------ Data under study
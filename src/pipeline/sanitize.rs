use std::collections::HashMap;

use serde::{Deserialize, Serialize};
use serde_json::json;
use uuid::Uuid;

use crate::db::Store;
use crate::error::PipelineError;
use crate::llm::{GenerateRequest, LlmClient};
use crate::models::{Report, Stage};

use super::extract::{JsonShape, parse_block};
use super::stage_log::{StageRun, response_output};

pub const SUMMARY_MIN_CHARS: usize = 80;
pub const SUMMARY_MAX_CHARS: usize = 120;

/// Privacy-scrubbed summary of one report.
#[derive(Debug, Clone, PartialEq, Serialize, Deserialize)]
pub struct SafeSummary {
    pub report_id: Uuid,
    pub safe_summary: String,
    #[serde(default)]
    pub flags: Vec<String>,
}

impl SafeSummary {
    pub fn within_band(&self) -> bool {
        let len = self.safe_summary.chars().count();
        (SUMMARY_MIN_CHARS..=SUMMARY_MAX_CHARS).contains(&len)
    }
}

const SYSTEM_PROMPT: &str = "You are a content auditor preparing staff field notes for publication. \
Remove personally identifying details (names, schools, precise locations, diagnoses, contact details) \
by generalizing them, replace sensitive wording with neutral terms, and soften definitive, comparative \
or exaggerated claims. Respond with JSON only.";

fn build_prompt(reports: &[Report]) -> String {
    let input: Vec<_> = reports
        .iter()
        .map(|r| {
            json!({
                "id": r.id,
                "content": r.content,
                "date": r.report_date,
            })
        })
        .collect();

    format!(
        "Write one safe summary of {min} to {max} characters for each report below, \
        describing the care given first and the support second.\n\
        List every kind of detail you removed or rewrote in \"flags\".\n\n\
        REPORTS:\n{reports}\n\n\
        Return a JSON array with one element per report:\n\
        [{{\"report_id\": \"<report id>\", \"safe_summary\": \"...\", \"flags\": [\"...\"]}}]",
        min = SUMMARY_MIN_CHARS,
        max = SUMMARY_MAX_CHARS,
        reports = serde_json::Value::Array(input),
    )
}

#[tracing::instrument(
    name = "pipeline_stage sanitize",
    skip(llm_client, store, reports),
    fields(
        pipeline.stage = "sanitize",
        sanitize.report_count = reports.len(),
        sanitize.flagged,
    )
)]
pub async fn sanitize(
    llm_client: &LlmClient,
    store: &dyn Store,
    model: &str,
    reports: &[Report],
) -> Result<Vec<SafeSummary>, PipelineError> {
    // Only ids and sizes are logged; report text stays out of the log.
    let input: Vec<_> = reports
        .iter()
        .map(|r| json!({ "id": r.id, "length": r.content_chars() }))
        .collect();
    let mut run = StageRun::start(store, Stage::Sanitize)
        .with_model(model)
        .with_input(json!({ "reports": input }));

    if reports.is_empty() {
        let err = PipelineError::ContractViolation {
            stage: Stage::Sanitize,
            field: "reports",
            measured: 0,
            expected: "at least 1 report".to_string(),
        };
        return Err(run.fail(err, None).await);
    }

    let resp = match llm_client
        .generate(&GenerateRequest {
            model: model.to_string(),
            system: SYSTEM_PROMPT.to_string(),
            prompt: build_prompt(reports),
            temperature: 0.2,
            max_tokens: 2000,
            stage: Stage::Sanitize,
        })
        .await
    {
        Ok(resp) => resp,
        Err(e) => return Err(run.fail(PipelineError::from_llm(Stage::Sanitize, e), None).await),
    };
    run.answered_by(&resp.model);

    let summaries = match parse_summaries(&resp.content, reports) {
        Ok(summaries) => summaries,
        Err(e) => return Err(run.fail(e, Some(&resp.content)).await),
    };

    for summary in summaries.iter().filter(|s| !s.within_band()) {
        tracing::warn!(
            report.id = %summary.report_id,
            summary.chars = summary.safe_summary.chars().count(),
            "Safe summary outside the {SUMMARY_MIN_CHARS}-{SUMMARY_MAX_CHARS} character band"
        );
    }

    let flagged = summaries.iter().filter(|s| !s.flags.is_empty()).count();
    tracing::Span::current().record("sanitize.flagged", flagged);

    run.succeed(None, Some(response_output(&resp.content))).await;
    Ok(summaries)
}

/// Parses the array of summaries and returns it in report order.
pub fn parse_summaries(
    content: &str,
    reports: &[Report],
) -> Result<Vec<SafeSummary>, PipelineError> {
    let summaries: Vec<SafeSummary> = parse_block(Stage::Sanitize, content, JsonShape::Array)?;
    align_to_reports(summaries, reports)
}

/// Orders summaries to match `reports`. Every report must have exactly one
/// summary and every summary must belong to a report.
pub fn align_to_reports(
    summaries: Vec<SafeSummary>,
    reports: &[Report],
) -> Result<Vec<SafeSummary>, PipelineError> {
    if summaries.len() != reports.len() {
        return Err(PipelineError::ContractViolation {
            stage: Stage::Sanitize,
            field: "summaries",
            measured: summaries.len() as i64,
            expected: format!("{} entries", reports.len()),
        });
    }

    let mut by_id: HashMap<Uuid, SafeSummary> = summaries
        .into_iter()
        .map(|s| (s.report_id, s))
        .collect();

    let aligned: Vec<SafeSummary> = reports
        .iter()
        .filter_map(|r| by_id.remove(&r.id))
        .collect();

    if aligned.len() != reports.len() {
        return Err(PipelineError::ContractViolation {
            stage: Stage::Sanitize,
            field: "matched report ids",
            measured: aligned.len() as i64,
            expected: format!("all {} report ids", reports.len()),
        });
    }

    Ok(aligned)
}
------------
------ Data under study
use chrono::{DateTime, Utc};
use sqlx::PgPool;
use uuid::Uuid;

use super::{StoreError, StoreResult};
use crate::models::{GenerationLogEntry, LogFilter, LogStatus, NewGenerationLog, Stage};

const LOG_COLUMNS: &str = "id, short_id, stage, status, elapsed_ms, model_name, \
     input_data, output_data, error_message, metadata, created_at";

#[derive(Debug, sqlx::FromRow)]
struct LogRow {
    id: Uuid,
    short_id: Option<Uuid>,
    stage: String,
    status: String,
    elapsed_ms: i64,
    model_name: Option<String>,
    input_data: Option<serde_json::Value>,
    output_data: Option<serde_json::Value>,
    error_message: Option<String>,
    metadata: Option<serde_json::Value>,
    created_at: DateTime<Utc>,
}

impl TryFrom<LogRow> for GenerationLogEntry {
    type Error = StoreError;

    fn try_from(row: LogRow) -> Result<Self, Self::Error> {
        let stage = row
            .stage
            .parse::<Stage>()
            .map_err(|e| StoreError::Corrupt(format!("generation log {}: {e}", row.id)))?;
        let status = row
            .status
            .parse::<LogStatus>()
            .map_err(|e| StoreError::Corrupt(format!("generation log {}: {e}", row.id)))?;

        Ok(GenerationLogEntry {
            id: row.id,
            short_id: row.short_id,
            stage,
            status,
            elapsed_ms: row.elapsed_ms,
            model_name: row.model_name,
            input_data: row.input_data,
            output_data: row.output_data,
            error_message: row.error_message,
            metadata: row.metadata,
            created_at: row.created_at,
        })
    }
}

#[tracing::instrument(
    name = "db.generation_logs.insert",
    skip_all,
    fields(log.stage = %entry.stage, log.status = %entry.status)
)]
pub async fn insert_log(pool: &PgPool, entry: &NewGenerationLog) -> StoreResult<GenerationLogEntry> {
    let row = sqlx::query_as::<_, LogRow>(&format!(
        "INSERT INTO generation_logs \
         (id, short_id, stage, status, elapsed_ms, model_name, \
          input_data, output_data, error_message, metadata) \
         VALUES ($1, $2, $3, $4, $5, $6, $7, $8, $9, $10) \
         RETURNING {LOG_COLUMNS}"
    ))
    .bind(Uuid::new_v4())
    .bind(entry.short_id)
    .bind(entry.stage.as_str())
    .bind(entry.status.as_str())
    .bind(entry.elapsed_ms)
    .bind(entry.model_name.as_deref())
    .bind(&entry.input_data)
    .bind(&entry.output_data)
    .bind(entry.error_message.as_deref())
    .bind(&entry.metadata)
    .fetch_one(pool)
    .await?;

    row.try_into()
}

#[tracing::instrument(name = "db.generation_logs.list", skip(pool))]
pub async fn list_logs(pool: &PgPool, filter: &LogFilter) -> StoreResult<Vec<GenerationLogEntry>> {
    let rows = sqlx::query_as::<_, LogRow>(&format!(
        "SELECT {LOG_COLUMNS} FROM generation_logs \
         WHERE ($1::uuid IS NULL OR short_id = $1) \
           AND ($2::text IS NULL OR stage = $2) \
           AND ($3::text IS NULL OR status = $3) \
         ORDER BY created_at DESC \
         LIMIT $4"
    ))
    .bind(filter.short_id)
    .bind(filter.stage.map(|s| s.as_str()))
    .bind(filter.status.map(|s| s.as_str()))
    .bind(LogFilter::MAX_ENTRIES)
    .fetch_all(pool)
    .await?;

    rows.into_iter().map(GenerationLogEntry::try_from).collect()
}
------------
All lines of the data above that include the word "LogFilter" must be shown.

Output of the task ::
use crate::models::{GenerationLogEntry, LogFilter, LogStatus, NewGenerationLog, Stage};
pub async fn list_logs(pool: &PgPool, filter: &LogFilter) -> StoreResult<Vec<GenerationLogEntry>> {
    .bind(LogFilter::MAX_ENTRIES)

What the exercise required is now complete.